Is your commitment to customers real or a jockeying for position on the latest customer score board?
Remember that brilliant ad campaign from the Memorex audiotape people who challenged viewers to discern if the voice singing was real or a recording? Well, you’ve got to know if the commitment is there inside your organization. Determine if the appetite exists for digging into the operations of the business to make changes based on what you hear from customers. Are leaders ready to drive accountability, provide political air cover and insist on the corporate patience to do the work?
2. Elevate Customer Counting as a Strategic Priority of the Business
Right now, you can probably recite where you are in meeting your sales goals. Do you know as much about your customer goals? These are the counts of customers in and customers out, a clear accounting for customers by revenue group, customers who renewed with you and why and an active accounting of “Promoters” and “Detractors” by customer segment. You need to recast the language of your business to be about defining your customers as the asset of your business. In my book, “Chief Customer Officer,” I call these the ‘Guerrilla Metrics’ because you sometimes need to wage a campaign to power the customer into the strategic conversations about how business success is defined.
3. Use Your First Round of Net Promoter™ Feedback to Prioritize and Fix the Top 10 Things Bugging Your Customers
To a large degree, sometimes inactivity from the survey data exists because people don’t know what to work on. Certainly in reviewing the data, everything seems broken. Whenever I ask customers questions, I always want to ask them how we are performing, but also how important the area is to them. That way, you can assemble a triaging system for the issues you’ve heard from customers. And by knowing the issues most prevalent to “promoters” and “detractors” you can prioritize and focus the issues.
4. Conduct a Monthly Customer Loss Review
On a monthly basis, gather a list of detractors and customers who have left. Then engage company-wide leaders to call 5-10 of these customers. This gets the voice of the customer in the ear of leaders who need to understand the nuances of your operation that are driving the wedge that either makes them “Detractors” or drives them away. Compile the customer profitability information relative to these customers so there is a clear understanding of their impact to the business. Then, monthly or quarterly run a meeting to discuss, diagnose and attach accountability for resolving the issues. I can guarantee you; the memory of hearing customers expressing their pain from the treatment, combined with knowing the ROI impact will inspire action.

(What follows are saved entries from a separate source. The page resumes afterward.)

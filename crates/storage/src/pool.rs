//! Partitioned store pool
//!
//! A deployment spreads record classes over a small fixed number of store
//! partitions (each record schema names its partition). `StorePool` owns one
//! [`KvClient`] per partition.

use std::sync::Arc;
use velostore_core::{KvBackend, VeloError, VeloResult};

use crate::client::KvClient;
use crate::memory::MemoryBackend;
use crate::traced::TracedBackend;

/// Fixed set of store partitions
#[derive(Debug, Clone)]
pub struct StorePool {
    partitions: Arc<[KvClient]>,
}

impl StorePool {
    /// Build from one backend per partition
    ///
    /// # Errors
    ///
    /// `InvalidInput` when no backend is given.
    pub fn new(backends: Vec<Arc<dyn KvBackend>>) -> VeloResult<Self> {
        if backends.is_empty() {
            return Err(VeloError::invalid_input("a store pool needs at least one partition"));
        }
        Ok(Self {
            partitions: backends.into_iter().map(KvClient::new).collect(),
        })
    }

    /// `n` independent in-memory partitions (at least one)
    pub fn in_memory(n: usize) -> Self {
        Self::from_backends((0..n.max(1)).map(|_| MemoryBackend::new()))
    }

    /// `n` in-memory partitions with request dumping
    pub fn in_memory_traced(n: usize) -> Self {
        Self::from_backends((0..n.max(1)).map(|_| TracedBackend::new(MemoryBackend::new())))
    }

    fn from_backends<B: KvBackend + 'static>(backends: impl Iterator<Item = B>) -> Self {
        Self {
            partitions: backends
                .map(|b| KvClient::new(Arc::new(b) as Arc<dyn KvBackend>))
                .collect(),
        }
    }

    /// Client for partition `index`
    ///
    /// # Errors
    ///
    /// `Config` when the index is out of range.
    pub fn partition(&self, index: usize) -> VeloResult<&KvClient> {
        self.partitions.get(index).ok_or_else(|| {
            VeloError::config(format!(
                "partition {} requested but the pool has {}",
                index,
                self.partitions.len()
            ))
        })
    }

    /// Number of partitions
    pub fn len(&self) -> usize {
        self.partitions.len()
    }

    /// Always false; a pool has at least one partition
    pub fn is_empty(&self) -> bool {
        self.partitions.is_empty()
    }
}
//! Core types and traits for velostore
//!
//! This crate defines the foundational types used throughout the system:
//! - RecordId: Tagged identity (relational primary key vs shadow surrogate)
//! - Timestamp: Microsecond timestamps and range-index scores
//! - FieldValue / IndexValue: Raw field values and their canonical index form
//! - RecordSchema: Static field and index declarations per record type
//! - Command / Reply: The key-value command model
//! - Traits: KvBackend, ShadowRecord
//! - Error: VeloError taxonomy

#![warn(missing_docs)]
#![warn(clippy::all)]

pub mod command;
pub mod error;
pub mod id;
pub mod schema;
pub mod timestamp;
pub mod traits;
pub mod value;

pub use command::{Command, Reply, ScoreBound};
pub use error::{RequiredField, VeloError, VeloResult};
pub use id::RecordId;
pub use schema::{
    FieldTransform, HashIndexDef, IndexField, IndexKind, RangeIndexDef, RecordSchema, SetIndexDef,
};
pub use timestamp::{Timestamp, INDEX_EPOCH_MICROS};
pub use traits::{KvBackend, ShadowRecord};
pub use value::{FieldValue, IndexTuple, IndexValue};
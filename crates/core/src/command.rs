//! Key-value command model
//!
//! The shadow layer talks to its backing store through this small, closed
//! command set (a subset of the Redis command surface plus one server-side
//! script). Backends execute a single [`Command`] or an atomic batch of them
//! and answer with [`Reply`] values.

use std::time::Duration;

use crate::error::{VeloError, VeloResult};

/// Bound of a sorted-set score range
#[derive(Debug, Clone, Copy, PartialEq, Eq)]
pub enum ScoreBound {
    /// Include scores equal to the bound
    Inclusive(i64),
    /// Exclude scores equal to the bound
    Exclusive(i64),
    /// No bound on this side
    Unbounded,
}

impl ScoreBound {
    /// Whether `score` lies on the permitted side of this lower bound
    pub fn admits_from_below(&self, score: i64) -> bool {
        match *self {
            ScoreBound::Inclusive(b) => score >= b,
            ScoreBound::Exclusive(b) => score > b,
            ScoreBound::Unbounded => true,
        }
    }

    /// Whether `score` lies on the permitted side of this upper bound
    pub fn admits_from_above(&self, score: i64) -> bool {
        match *self {
            ScoreBound::Inclusive(b) => score <= b,
            ScoreBound::Exclusive(b) => score < b,
            ScoreBound::Unbounded => true,
        }
    }
}

/// One store command
#[derive(Debug, Clone, PartialEq, Eq)]
pub enum Command {
    /// Read a string value
    Get { key: String },
    /// Write a string value, optionally only when absent and with a lease
    Set {
        key: String,
        value: String,
        ttl: Option<Duration>,
        only_if_absent: bool,
    },
    /// Read several string values; missing keys answer `Nil` in position
    MGet { keys: Vec<String> },
    /// Remove keys of any type; answers the number removed
    Del { keys: Vec<String> },
    /// Key existence
    Exists { key: String },
    /// Atomically decrement an integer counter (missing counts as 0)
    Decr { key: String },
    /// Set a hash field
    HSet { key: String, field: String, value: String },
    /// Read a hash field
    HGet { key: String, field: String },
    /// Remove a hash field
    HDel { key: String, field: String },
    /// Add a set member
    SAdd { key: String, member: String },
    /// Remove a set member
    SRem { key: String, member: String },
    /// All members of a set
    SMembers { key: String },
    /// Intersection of several sets
    SInter { keys: Vec<String> },
    /// Add or re-score a sorted-set member
    ZAdd { key: String, score: i64, member: String },
    /// Remove a sorted-set member
    ZRem { key: String, member: String },
    /// Every sorted-set member in ascending score order
    ZRange { key: String },
    /// Sorted-set members within a score range, ascending
    ZRangeByScore {
        key: String,
        min: ScoreBound,
        max: ScoreBound,
    },
    /// Sorted-set cardinality
    ZCard { key: String },
    /// Append to a list
    RPush { key: String, value: String },
    /// Every list element
    LRange { key: String },
    /// Keys starting with a prefix (slow; maintenance only)
    Keys { prefix: String },
    /// Server-side script: delete `key` only if it currently holds `expected`
    CompareAndDelete { key: String, expected: String },
}

impl Command {
    /// Upper-case command name for logs
    pub fn name(&self) -> &'static str {
        match self {
            Command::Get { .. } => "GET",
            Command::Set { .. } => "SET",
            Command::MGet { .. } => "MGET",
            Command::Del { .. } => "DEL",
            Command::Exists { .. } => "EXISTS",
            Command::Decr { .. } => "DECR",
            Command::HSet { .. } => "HSET",
            Command::HGet { .. } => "HGET",
            Command::HDel { .. } => "HDEL",
            Command::SAdd { .. } => "SADD",
            Command::SRem { .. } => "SREM",
            Command::SMembers { .. } => "SMEMBERS",
            Command::SInter { .. } => "SINTER",
            Command::ZAdd { .. } => "ZADD",
            Command::ZRem { .. } => "ZREM",
            Command::ZRange { .. } => "ZRANGE",
            Command::ZRangeByScore { .. } => "ZRANGEBYSCORE",
            Command::ZCard { .. } => "ZCARD",
            Command::RPush { .. } => "RPUSH",
            Command::LRange { .. } => "LRANGE",
            Command::Keys { .. } => "KEYS",
            Command::CompareAndDelete { .. } => "EVAL(compare_and_delete)",
        }
    }

    /// Whether the command can modify the store
    pub fn is_write(&self) -> bool {
        matches!(
            self,
            Command::Set { .. }
                | Command::Del { .. }
                | Command::Decr { .. }
                | Command::HSet { .. }
                | Command::HDel { .. }
                | Command::SAdd { .. }
                | Command::SRem { .. }
                | Command::ZAdd { .. }
                | Command::ZRem { .. }
                | Command::RPush { .. }
                | Command::CompareAndDelete { .. }
        )
    }
}

/// Answer to one command
#[derive(Debug, Clone, PartialEq, Eq)]
pub enum Reply {
    /// No value
    Nil,
    /// Status acknowledgement
    Ok,
    /// Integer
    Int(i64),
    /// String value
    Text(String),
    /// Multiple values
    Array(Vec<Reply>),
}

impl Reply {
    /// Optional string (`Nil` → `None`)
    pub fn into_opt_text(self) -> VeloResult<Option<String>> {
        match self {
            Reply::Nil => Ok(None),
            Reply::Text(s) => Ok(Some(s)),
            other => Err(unexpected("text", &other)),
        }
    }

    /// Integer reply
    pub fn into_int(self) -> VeloResult<i64> {
        match self {
            Reply::Int(n) => Ok(n),
            other => Err(unexpected("integer", &other)),
        }
    }

    /// Non-zero integer or `Ok` as true, `Nil`/0 as false
    pub fn into_bool(self) -> VeloResult<bool> {
        match self {
            Reply::Ok => Ok(true),
            Reply::Nil => Ok(false),
            Reply::Int(n) => Ok(n != 0),
            other => Err(unexpected("boolean", &other)),
        }
    }

    /// Array of optional strings (MGET)
    pub fn into_opt_texts(self) -> VeloResult<Vec<Option<String>>> {
        match self {
            Reply::Array(items) => items.into_iter().map(Reply::into_opt_text).collect(),
            other => Err(unexpected("array", &other)),
        }
    }

    /// Array of strings (SMEMBERS, ZRANGE, ...)
    pub fn into_texts(self) -> VeloResult<Vec<String>> {
        match self {
            Reply::Array(items) => items
                .into_iter()
                .map(|item| match item {
                    Reply::Text(s) => Ok(s),
                    other => Err(unexpected("text", &other)),
                })
                .collect(),
            other => Err(unexpected("array", &other)),
        }
    }
}

fn unexpected(wanted: &str, got: &Reply) -> VeloError {
    VeloError::storage(format!("expected {} reply, got {:?}", wanted, got))
}
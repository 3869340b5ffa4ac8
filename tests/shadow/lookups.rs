//! Every lookup path returns the record exactly as written

use crate::common::*;
use proptest::prelude::*;

fn seed(store: &ShadowStore<Player>) -> Vec<Player> {
    let mut out = Vec::new();
    for (email, team, level, offset) in [
        ("Ann@Example.com", "red", 3, 30),
        ("bo@example.com", "red", 5, 10),
        ("cy@example.com", "blue", 3, 20),
    ] {
        let mut p = Player::new(email, team, level, at(offset));
        store.put(&mut p).unwrap();
        out.push(p);
    }
    out
}

#[test]
fn put_assigns_shadow_ids_counting_down() {
    let store = players();
    let ps = seed(&store);
    let ids: Vec<i64> = ps.iter().map(|p| p.id.unwrap().to_raw().unwrap()).collect();
    assert_eq!(ids, vec![-1, -2, -3]);
}

#[test]
fn persisted_ids_are_kept() {
    let store = players();
    let mut p = Player::new("dee@example.com", "green", 1, at(0));
    p.id = Some(RecordId::Persisted(900));
    assert_eq!(store.put(&mut p).unwrap(), RecordId::Persisted(900));
    assert_eq!(store.get(RecordId::Persisted(900)).unwrap(), Some(p));
}

#[test]
fn get_by_id_round_trips() {
    let store = players();
    for p in seed(&store) {
        assert_eq!(store.get(p.id.unwrap()).unwrap(), Some(p));
    }
}

#[test]
fn hash_index_is_case_insensitive_when_declared() {
    let store = players();
    let ps = seed(&store);
    let found = store
        .get_by_hash_index(BY_EMAIL, vec!["ANN@EXAMPLE.COM".into()])
        .unwrap();
    assert_eq!(found, Some(ps[0].clone()));
    assert_eq!(
        store.get_by_hash_index(BY_EMAIL, vec!["nobody@example.com".into()]).unwrap(),
        None
    );
}

#[test]
fn set_index_and_intersection() {
    let store = players();
    let ps = seed(&store);

    let mut red = store.get_by_set_index(BY_TEAM, vec!["red".into()]).unwrap();
    red.sort_by_key(|p| p.email.clone());
    assert_eq!(red, vec![ps[0].clone(), ps[1].clone()]);

    let red_level_3 = store
        .intersect_set_indexes(vec![
            (BY_TEAM, vec!["red".into()]),
            (BY_LEVEL, vec![3i64.into()]),
        ])
        .unwrap();
    assert_eq!(red_level_3, vec![ps[0].clone()]);
}

#[test]
fn range_index_orders_by_score() {
    let store = players();
    let ps = seed(&store);
    let red = store.get_by_range_index(BY_JOINED, vec!["red".into()], None).unwrap();
    assert_eq!(red, vec![ps[1].clone(), ps[0].clone()]);

    let window = store
        .get_by_range_index(
            BY_JOINED,
            vec!["red".into()],
            Some((
                ScoreBound::Exclusive(at(10).index_score()),
                ScoreBound::Inclusive(at(30).index_score()),
            )),
        )
        .unwrap();
    assert_eq!(window, vec![ps[0].clone()]);
}

#[test]
fn get_many_skips_missing_and_keeps_order() {
    let store = players();
    let ps = seed(&store);
    let ids = vec![ps[2].id.unwrap(), RecordId::Shadow(99), ps[0].id.unwrap()];
    assert_eq!(store.get_many(&ids).unwrap(), vec![ps[2].clone(), ps[0].clone()]);

    let map = store
        .get_map(vec![ps[1].id.unwrap(), ps[1].id.unwrap()])
        .unwrap();
    assert_eq!(map.len(), 1);
}

#[test]
fn wrong_arity_lookup_is_rejected() {
    let store = players();
    let err = store
        .get_by_set_index(BY_TEAM, vec!["red".into(), "extra".into()])
        .unwrap_err();
    assert!(matches!(err, VeloError::InvalidInput { .. }));
    assert!(matches!(
        store.get_by_set_index(7, vec!["red".into()]),
        Err(VeloError::UnknownIndex { .. })
    ));
}

#[test]
fn malformed_body_is_a_decode_error() {
    let store = players();
    store.client().set("dbshadow:Player:-1", "{not json").unwrap();
    assert!(matches!(
        store.get(RecordId::Shadow(1)),
        Err(VeloError::Decode { .. })
    ));
}

proptest! {
    #![proptest_config(ProptestConfig::with_cases(32))]

    #[test]
    fn range_queries_match_a_linear_filter(
        offsets in proptest::collection::vec(-5_000i64..5_000, 1..20),
        lo in -6_000i64..6_000,
        span in 0i64..6_000,
    ) {
        let store = players();
        let mut written = Vec::new();
        for (n, offset) in offsets.iter().enumerate() {
            let mut p = Player::new(&format!("p{}@x", n), "t", 0, at(*offset));
            store.put(&mut p).unwrap();
            written.push(p);
        }
        let hi = lo + span;
        let got = store
            .get_by_range_index(
                BY_JOINED,
                vec!["t".into()],
                Some((
                    ScoreBound::Exclusive(at(lo).index_score()),
                    ScoreBound::Inclusive(at(hi).index_score()),
                )),
            )
            .unwrap();

        let mut expected: Vec<Player> = written
            .into_iter()
            .filter(|p| {
                let t = p.joined_at.unwrap();
                t > at(lo) && t <= at(hi)
            })
            .collect();
        // ties are ordered by member text
        expected.sort_by_key(|p| (p.joined_at, p.id.unwrap().to_string()));
        prop_assert_eq!(got, expected);
    }
}
pub mod echo;
pub mod executable;
pub mod ping;

use bytes::Bytes;
use std::{str, vec};
use thiserror::Error as ThisError;

use crate::commands::executable::Executable;
use crate::frame::Frame;
use crate::Error;

use echo::Echo;
use ping::Ping;

#[derive(Debug, PartialEq)]
pub enum Command {
    Echo(Echo),
    Ping(Ping),
}

impl Executable for Command {
    fn exec(self) -> Result<Frame, Error> {
        match self {
            Command::Echo(cmd) => cmd.exec(),
            Command::Ping(cmd) => cmd.exec(),
        }
    }
}

impl TryFrom<Frame> for Command {
    type Error = Error;

    fn try_from(frame: Frame) -> Result<Self, Self::Error> {
        // Clients send commands to the server as RESP arrays.
        let frames = match frame {
            Frame::Array(array) => array,
            frame => {
                return Err(CommandParserError::InvalidFrame {
                    expected: "array".to_string(),
                    actual: frame,
                }
                .into())
            }
        };

        let parser = &mut CommandParser {
            parts: frames.into_iter(),
        };

        let command_name = parser.parse_command_name()?;

        match &command_name[..] {
            "echo" => Echo::try_from(parser).map(Command::Echo),
            "ping" => Ping::try_from(parser).map(Command::Ping),
            _ => Err(CommandParserError::UnknownCommand {
                command: command_name,
            }
            .into()),
        }
    }
}

pub struct CommandParser {
    parts: vec::IntoIter<Frame>,
}

impl CommandParser {
    fn parse_command_name(&mut self) -> Result<String, CommandParserError> {
        let command_name = self.parts.next().ok_or(CommandParserError::EndOfStream)?;

        match command_name {
            Frame::Simple(s) => Ok(s.to_lowercase()),
            Frame::Bulk(bytes) => str::from_utf8(&bytes[..])
                .map(|s| s.to_lowercase())
                .map_err(CommandParserError::InvalidUTF8String),
            frame => Err(CommandParserError::InvalidFrame {
                expected: "simple or bulk string".to_string(),
                actual: frame,
            }),
        }
    }

    pub(crate) fn next_bytes(&mut self) -> Result<Bytes, CommandParserError> {
        let frame = self.parts.next().ok_or(CommandParserError::EndOfStream)?;

        match frame {
            // Both `Simple` and `Bulk` representations may carry an argument.
            Frame::Simple(s) => Ok(Bytes::from(s)),
            Frame::Bulk(bytes) => Ok(bytes),
            frame => Err(CommandParserError::InvalidFrame {
                expected: "simple or bulk string".to_string(),
                actual: frame,
            }),
        }
    }
}

#[derive(Debug, ThisError, PartialEq)]
pub(crate) enum CommandParserError {
    #[error("protocol error; invalid frame, expected {expected}, got {actual}")]
    InvalidFrame { expected: String, actual: Frame },
    #[error("protocol error; unknown command {command}")]
    UnknownCommand { command: String },
    #[error("protocol error; invalid UTF-8 string")]
    InvalidUTF8String(#[from] str::Utf8Error),
    #[error("protocol error; attempting to extract a value failed due to the frame being fully consumed")]
    EndOfStream,
}
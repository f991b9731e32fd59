use bytes::Bytes;

use crate::commands::executable::Executable;
use crate::commands::CommandParser;
use crate::frame::Frame;
use crate::Error;

/// Returns the message as a bulk string.
///
/// Ref: <https://redis.io/docs/latest/commands/echo>
#[derive(Debug, PartialEq)]
pub struct Echo {
    pub message: Bytes,
}

impl Executable for Echo {
    fn exec(self) -> Result<Frame, Error> {
        Ok(Frame::Bulk(self.message))
    }
}

impl TryFrom<&mut CommandParser> for Echo {
    type Error = Error;

    fn try_from(parser: &mut CommandParser) -> Result<Self, Self::Error> {
        let message = parser.next_bytes()?;

        Ok(Self { message })
    }
}
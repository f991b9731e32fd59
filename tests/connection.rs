use bytes::Bytes;
use tokio::io::AsyncWriteExt;
use tokio::net::{TcpListener, TcpStream};
use tokio::sync::mpsc::{self, UnboundedSender};

use respd::connection::Connection;
use respd::frame::Frame;

async fn create_tcp_connection() -> Result<(UnboundedSender<Vec<u8>>, TcpStream), std::io::Error> {
    let listener = TcpListener::bind("127.0.0.1:0").await?;
    let local_addr = listener.local_addr()?;

    let (tx, mut rx) = mpsc::unbounded_channel::<Vec<u8>>();

    tokio::spawn(async move {
        if let Ok((mut socket, _)) = listener.accept().await {
            while let Some(data) = rx.recv().await {
                // Write the received channel data to the socket.
                if socket.write_all(&data).await.is_err() {
                    break;
                }
            }
        }
    });

    // Connect to the server as a client to complete the setup.
    let stream = TcpStream::connect(local_addr).await?;

    Ok((tx, stream))
}

#[tokio::test]
async fn test_parse_single_string() {
    let (tcp_stream_tx, tcp_stream) = create_tcp_connection().await.unwrap();
    let mut connection = Connection::new(tcp_stream);

    let bytes = b"+OK\r\n";

    tcp_stream_tx.send(bytes.to_vec()).unwrap();

    let actual = connection.read_frame().await.unwrap();
    let expected = Some(Frame::Simple("OK".to_string()));

    assert_eq!(actual, expected);
}

#[tokio::test]
async fn test_parse_bulk_string() {
    let (tcp_stream_tx, tcp_stream) = create_tcp_connection().await.unwrap();
    let mut connection = Connection::new(tcp_stream);

    let bytes = b"$5\r\nhello\r\n";

    tcp_stream_tx.send(bytes.to_vec()).unwrap();

    let actual = connection.read_frame().await.unwrap();
    let expected = Some(Frame::Bulk(Bytes::from("hello")));

    assert_eq!(actual, expected);
}

#[tokio::test]
async fn test_parse_array() {
    let (tcp_stream_tx, tcp_stream) = create_tcp_connection().await.unwrap();
    let mut connection = Connection::new(tcp_stream);

    let bytes = b"*2\r\n$4\r\nECHO\r\n$3\r\nhey\r\n";

    tcp_stream_tx.send(bytes.to_vec()).unwrap();

    let actual = connection.read_frame().await.unwrap();
    let expected = Some(Frame::Array(vec![
        Frame::Bulk(Bytes::from("ECHO")),
        Frame::Bulk(Bytes::from("hey")),
    ]));

    assert_eq!(actual, expected);
}

#[tokio::test]
async fn test_parse_simple_error() {
    let (tcp_stream_tx, tcp_stream) = create_tcp_connection().await.unwrap();
    let mut connection = Connection::new(tcp_stream);

    let bytes = b"-Error message\r\n";

    tcp_stream_tx.send(bytes.to_vec()).unwrap();

    let actual = connection.read_frame().await.unwrap();
    let expected = Some(Frame::Error(String::from("Error message")));

    assert_eq!(actual, expected);
}

#[tokio::test]
async fn test_parse_integer() {
    let (tcp_stream_tx, tcp_stream) = create_tcp_connection().await.unwrap();
    let mut connection = Connection::new(tcp_stream);

    let bytes = b":1000\r\n";

    tcp_stream_tx.send(bytes.to_vec()).unwrap();

    let actual = connection.read_frame().await.unwrap();
    let expected = Some(Frame::Integer(1000));

    assert_eq!(actual, expected);
}

#[tokio::test]
async fn test_parse_null_bulk_string() {
    let (tcp_stream_tx, tcp_stream) = create_tcp_connection().await.unwrap();
    let mut connection = Connection::new(tcp_stream);

    let bytes = b"$-1\r\n";

    tcp_stream_tx.send(bytes.to_vec()).unwrap();

    let actual = connection.read_frame().await.unwrap();
    let expected = Some(Frame::Null);

    assert_eq!(actual, expected);
}

#[tokio::test]
async fn test_parse_null_array() {
    let (tcp_stream_tx, tcp_stream) = create_tcp_connection().await.unwrap();
    let mut connection = Connection::new(tcp_stream);

    let bytes = b"*-1\r\n";

    tcp_stream_tx.send(bytes.to_vec()).unwrap();

    let actual = connection.read_frame().await.unwrap();
    let expected = Some(Frame::NullArray);

    assert_eq!(actual, expected);
}

#[tokio::test]
async fn test_parse_fragmented_simple_string() {
    let (tcp_stream_tx, tcp_stream) = create_tcp_connection().await.unwrap();
    let mut connection = Connection::new(tcp_stream);

    // The frame arrives in two reads; the first alone is not decodable.
    tcp_stream_tx.send(b"+OK".to_vec()).unwrap();
    tcp_stream_tx.send(b"\r\n".to_vec()).unwrap();

    let actual = connection.read_frame().await.unwrap();
    let expected = Some(Frame::Simple("OK".to_string()));

    assert_eq!(actual, expected);
}

#[tokio::test]
async fn test_parse_fragmented_array() {
    let (tcp_stream_tx, tcp_stream) = create_tcp_connection().await.unwrap();
    let mut connection = Connection::new(tcp_stream);

    // Split in the middle of the first element's payload.
    tcp_stream_tx.send(b"*2\r\n$3\r\nfo".to_vec()).unwrap();
    tcp_stream_tx.send(b"o\r\n$3\r\nbar\r\n".to_vec()).unwrap();

    let actual = connection.read_frame().await.unwrap();
    let expected = Some(Frame::Array(vec![
        Frame::Bulk(Bytes::from("foo")),
        Frame::Bulk(Bytes::from("bar")),
    ]));

    assert_eq!(actual, expected);
}

#[tokio::test]
async fn test_parse_pipelined_frames() {
    let (tcp_stream_tx, tcp_stream) = create_tcp_connection().await.unwrap();
    let mut connection = Connection::new(tcp_stream);

    // Two frames in a single write must surface as two reads, in order.
    tcp_stream_tx.send(b"+OK\r\n:42\r\n".to_vec()).unwrap();

    let first = connection.read_frame().await.unwrap();
    let second = connection.read_frame().await.unwrap();

    assert_eq!(first, Some(Frame::Simple("OK".to_string())));
    assert_eq!(second, Some(Frame::Integer(42)));
}

#[tokio::test]
async fn test_close_with_truncated_frame_is_not_an_error() {
    let (tcp_stream_tx, tcp_stream) = create_tcp_connection().await.unwrap();
    let mut connection = Connection::new(tcp_stream);

    tcp_stream_tx.send(b"+OK".to_vec()).unwrap();

    // Dropping the sender closes the peer socket, leaving undecodable bytes
    // in the connection buffer.
    drop(tcp_stream_tx);

    let actual = connection.read_frame().await.unwrap();

    assert_eq!(actual, None);
}

#[tokio::test]
async fn test_parse_malformed_frame_is_an_error() {
    let (tcp_stream_tx, tcp_stream) = create_tcp_connection().await.unwrap();
    let mut connection = Connection::new(tcp_stream);

    tcp_stream_tx.send(b"?x\r\n".to_vec()).unwrap();

    assert!(connection.read_frame().await.is_err());
}
use bytes::{Buf, BytesMut};
use std::convert::TryInto;
use std::io::Cursor;
use tokio_util::codec::Decoder;

use crate::frame::{self, Frame};
use crate::Error;

// A buffer growing past this holds either a hostile length header or a peer
// that lost framing; no legitimate request comes close.
const MAX_FRAME_SIZE: usize = 512 * 1024 * 1024;

pub struct FrameCodec;

impl Decoder for FrameCodec {
    type Item = Frame;
    type Error = Error;

    fn decode(&mut self, src: &mut BytesMut) -> Result<Option<Self::Item>, Self::Error> {
        if src.len() > MAX_FRAME_SIZE {
            return Err("frame size exceeds limit".into());
        }

        let mut cursor = Cursor::new(&src[..]);
        let frame = match Frame::parse(&mut cursor) {
            Ok(frame) => frame,
            // Not enough data to parse a frame. The buffer is left untouched
            // so the next attempt re-parses from the start.
            Err(frame::Error::Incomplete) => return Ok(None),
            Err(err) => return Err(err.into()),
        };

        let position: usize = cursor
            .position()
            .try_into()
            .expect("Cursor position is too large");

        // Remove the parsed frame from the buffer.
        src.advance(position);

        Ok(Some(frame))
    }
}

5. Use Public Accountability to Drive the Action
Public accountability can be a powerful approach for getting action on what you hear from customer surveys, customer complaints and feedback from the web. Simply designate a room to be “The Customer Room.” On the walls of the room, map the customer experience, corresponding metrics, the trending of your customer issues, what you are hearing from customers on the web and the top ten operational metrics related to the biggest issues your customers want fixed. On a quarterly or monthly basis, the CEO and leaders should walk the room, standing before each category of information, then asking “Why is this happening, who will fix it, and when?” When the data is organized by region and/or operational area, the friendly horse race motivates people to move up on the stack rank of performance. Most importantly, this monthly or quarterly action moves the customer conversation into the everyday operational language of the business. This is when you get traction.